According to a study by the American Medical Association, prior authorization, or delayed and disrupted care, “has become a predictable and miserable part of the patient experience” that “continues to negatively impact the delivery of necessary medical treatments, jeopardize quality care, and harm patients.” According to the study, more than 90% of physicians reported that prior authorization has a negative impact on patient clinical outcomes. On average, doctors fill out 43 prior authorizations a week, and nearly a quarter of those are denied.

I believe fixing this process isn’t just an operational adjustment—it’s one of the fastest ways we can improve healthcare delivery in the U.S. It’s a simple, focused intervention that can immediately reduce administrative costs, speed up care and improve outcomes—especially for patients with chronic or life-threatening conditions.

Automation Hesitation

When it comes to automating historically manual processes, there is often hesitation. It takes time for providers and patients to trust new technology. When you’ve done something a certain way for a long time, it’s often hard to believe that there’s a better way. If there is, why aren’t we using it? Healthcare bumps against several industry challenges that make changing systems difficult.

• Regulatory and compliance challenges: Healthcare is heavily regulated (e.g., HIPAA, GDPR), and automation solutions must meet strict privacy and security standards, complicating implementation and integration.

• Data interoperability and quality: Fragmented systems and inconsistent data formats make it difficult to create seamless automation across platforms. Additionally, low-quality or incomplete data can hinder the effectiveness of automation tools.

• Workflow integration: Healthcare professionals may resist automation due to concerns about disruption to established workflows, making user acceptance and proper integration a significant barrier.

• Ethical, accuracy and security concerns: Automation in healthcare involves high risks related to patient safety, ethical decision-making and cybersecurity. Ensuring reliable, accurate systems and maintaining data security are critical challenges.

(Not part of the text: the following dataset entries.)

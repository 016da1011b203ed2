use axum::{
    extract::{
        Path, Query, State, WebSocketUpgrade,
        ws::{Message, WebSocket},
    },
    http::StatusCode,
    response::Response,
};
use futures_util::{SinkExt, StreamExt, future};
use rand::Rng;
use serde::Deserialize;
use tracing::{info, warn};
use uuid::Uuid;

use retro_board::{BoardManager, ClientSession, Frame};
use retro_types::models::User;

/// Avatars are numbered 1 to 11.
const AVATARS_COUNT: u32 = 12;

#[derive(Debug, Deserialize)]
pub struct JoinParams {
    /// Display name.
    #[serde(default)]
    pub u: String,
    /// Returning user's id, if the browser has one.
    pub user: Option<Uuid>,
}

/// `GET /b/{board}/ws`: identify the user, make sure the board and its
/// timer are being served, then hand the socket to a session.
pub async fn board_ws(
    State(manager): State<BoardManager>,
    Path(board_id): Path<Uuid>,
    Query(params): Query<JoinParams>,
    ws: WebSocketUpgrade,
) -> Result<Response, StatusCode> {
    let user = resolve_user(&manager, params).await.map_err(|e| {
        warn!("Failed to resolve user: {}", e);
        StatusCode::INTERNAL_SERVER_ERROR
    })?;

    manager.get_or_create(board_id).await.map_err(|e| {
        warn!(board = %board_id, "Failed to open board: {}", e);
        StatusCode::INTERNAL_SERVER_ERROR
    })?;
    if manager.get_or_create_timer(board_id).await {
        info!(board = %board_id, "new timer started");
    }

    Ok(ws.on_upgrade(move |socket| serve_socket(socket, manager, user, board_id)))
}

async fn serve_socket(socket: WebSocket, manager: BoardManager, user: User, board_id: Uuid) {
    let session = match ClientSession::start(manager.db().clone(), manager.bus().clone(), user, board_id).await {
        Ok(session) => session,
        Err(e) => {
            warn!(board = %board_id, "Failed to start session: {}", e);
            return;
        }
    };

    let (sink, stream) = socket.split();
    let reader = Box::pin(stream.map(|msg| msg.map(to_frame)));
    let writer = Box::pin(sink.with(|frame| future::ready(Ok::<_, axum::Error>(to_message(frame)))));
    session.run(reader, writer).await;
}

/// Find the user by id, or create one with a random avatar, and store the
/// requested display name.
async fn resolve_user(manager: &BoardManager, params: JoinParams) -> anyhow::Result<User> {
    let db = manager.db().clone();
    let avatar_id = rand::rng().random_range(1..AVATARS_COUNT);

    let user = tokio::task::spawn_blocking(move || -> retro_db::Result<User> {
        let existing = match params.user {
            Some(id) => match db.users().get(id) {
                Ok(user) => Some(user),
                Err(e) if e.is_not_found() => None,
                Err(e) => return Err(e),
            },
            None => None,
        };

        let mut user = match existing {
            Some(user) => user,
            None => {
                let user = User::new(avatar_id);
                db.users().create(&user)?;
                info!(user = %user.id, "new user created");
                user
            }
        };

        if user.name != params.u {
            user.name = params.u;
            db.users().update(&user)?;
        }
        Ok(user)
    })
    .await??;

    Ok(user)
}

fn to_frame(msg: Message) -> Frame {
    match msg {
        Message::Text(text) => Frame::Text(text.as_str().to_string()),
        Message::Binary(data) => Frame::Binary(data),
        Message::Ping(data) => Frame::Ping(data),
        Message::Pong(data) => Frame::Pong(data),
        Message::Close(_) => Frame::Close,
    }
}

fn to_message(frame: Frame) -> Message {
    match frame {
        Frame::Text(text) => Message::Text(text.into()),
        Frame::Binary(data) => Message::Binary(data),
        Frame::Ping(data) => Message::Ping(data),
        Frame::Pong(data) => Message::Pong(data),
        Frame::Close => Message::Close(None),
    }
}
mod config;
mod ws;

use std::path::Path;
use std::sync::Arc;

use axum::{
    Json, Router,
    extract::{Path as UrlPath, State},
    http::StatusCode,
    response::{IntoResponse, Redirect},
    routing::get,
};
use tower_http::cors::CorsLayer;
use tower_http::trace::TraceLayer;
use tracing::{info, warn};
use uuid::Uuid;

use retro_board::{BoardManager, Bus};
use retro_db::Database;
use retro_types::events::BoardStatus;

use crate::config::Config;

#[tokio::main]
async fn main() -> anyhow::Result<()> {
    // Load .env if present
    let _ = dotenvy::dotenv();

    // Init logging
    tracing_subscriber::fmt()
        .with_env_filter(
            tracing_subscriber::EnvFilter::try_from_default_env()
                .unwrap_or_else(|_| "retro=debug,retro_board=debug,tower_http=debug".into()),
        )
        .init();

    let config = Config::from_env()?;

    // Init database
    let db = if config.db_path == ":memory:" {
        Database::open_in_memory()?
    } else {
        Database::open(Path::new(&config.db_path))?
    };

    let manager = BoardManager::new(Arc::new(db), Bus::new(), config.manager());
    let app = router(manager.clone());

    let addr = config.addr()?;
    info!("Retro server listening on {}", addr);

    let listener = tokio::net::TcpListener::bind(addr).await?;
    axum::serve(listener, app)
        .with_graceful_shutdown(shutdown_signal())
        .await?;

    manager.shutdown().await;
    info!("Retro server stopped");
    Ok(())
}

fn router(manager: BoardManager) -> Router {
    Router::new()
        .route("/", get(new_board))
        .route("/health", get(health))
        .route("/b/{board}", get(board_status))
        .route("/b/{board}/ws", get(ws::board_ws))
        .with_state(manager)
        .layer(CorsLayer::permissive())
        .layer(TraceLayer::new_for_http())
}

/// Every visit to the root starts a fresh board.
async fn new_board() -> Redirect {
    Redirect::to(&format!("/b/{}", Uuid::new_v4()))
}

/// `GET /b/{board}`: open the board if needed and return its snapshot.
async fn board_status(
    State(manager): State<BoardManager>,
    UrlPath(board_id): UrlPath<Uuid>,
) -> Result<Json<BoardStatus>, StatusCode> {
    manager.get_or_create(board_id).await.map_err(|e| {
        warn!(board = %board_id, "Failed to open board: {}", e);
        StatusCode::INTERNAL_SERVER_ERROR
    })?;
    if manager.get_or_create_timer(board_id).await {
        info!(board = %board_id, "new timer started");
    }

    let db = manager.db().clone();
    let status = tokio::task::spawn_blocking(move || retro_board::board::snapshot(&db, board_id))
        .await
        .map_err(|e| {
            warn!(board = %board_id, "Snapshot task failed: {}", e);
            StatusCode::INTERNAL_SERVER_ERROR
        })?
        .map_err(|e| {
            warn!(board = %board_id, "Failed to load board: {}", e);
            StatusCode::INTERNAL_SERVER_ERROR
        })?;

    Ok(Json(status))
}

async fn health(State(manager): State<BoardManager>) -> impl IntoResponse {
    if manager.healthy() {
        (StatusCode::OK, "ok")
    } else {
        (StatusCode::SERVICE_UNAVAILABLE, "Service Unavailable")
    }
}

async fn shutdown_signal() {
    let ctrl_c = tokio::signal::ctrl_c();
    #[cfg(unix)]
    {
        use tokio::signal::unix::{SignalKind, signal};

        match signal(SignalKind::terminate()) {
            Ok(mut sigterm) => {
                tokio::select! {
                    _ = ctrl_c => info!("Received Ctrl+C, shutting down..."),
                    _ = sigterm.recv() => info!("Received SIGTERM, shutting down..."),
                }
            }
            Err(e) => {
                warn!("Failed to install SIGTERM handler: {}", e);
                ctrl_c.await.ok();
                info!("Received Ctrl+C, shutting down...");
            }
        }
    }
    #[cfg(not(unix))]
    {
        ctrl_c.await.ok();
        info!("Received Ctrl+C, shutting down...");
    }
}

All of these concerns are valid. But it takes time to build trust and implement new ideas. Automation isn’t about replacing staff; it’s about giving providers and staff the tools they need to move faster, smarter and with more confidence.

Time To Purge The Paperwork

We’re at a critical moment in healthcare. Staffing shortages, burnout and rising costs are forcing organizations to rethink how they operate. It’s time to say goodbye to manual processes.

Fixing prior authorization is just the beginning. By automating and streamlining this process, we gain the leverage to optimize others. The same technologies—automation, AI and smart routing—can improve revenue cycle management, inventory control, patient onboarding, treatment plans and insurance claim submissions.

By removing friction from administrative processes, we free up clinical and pharmacy teams to do higher-value work: counseling patients, coordinating care, catching errors and ultimately getting patients the treatment they need, faster.

The best technology doesn’t just automate tasks—it redefines the role of the human. This is how we shift the conversation—from “How do we keep up with paperwork?” to “How do we make sure no patient slips through the cracks?”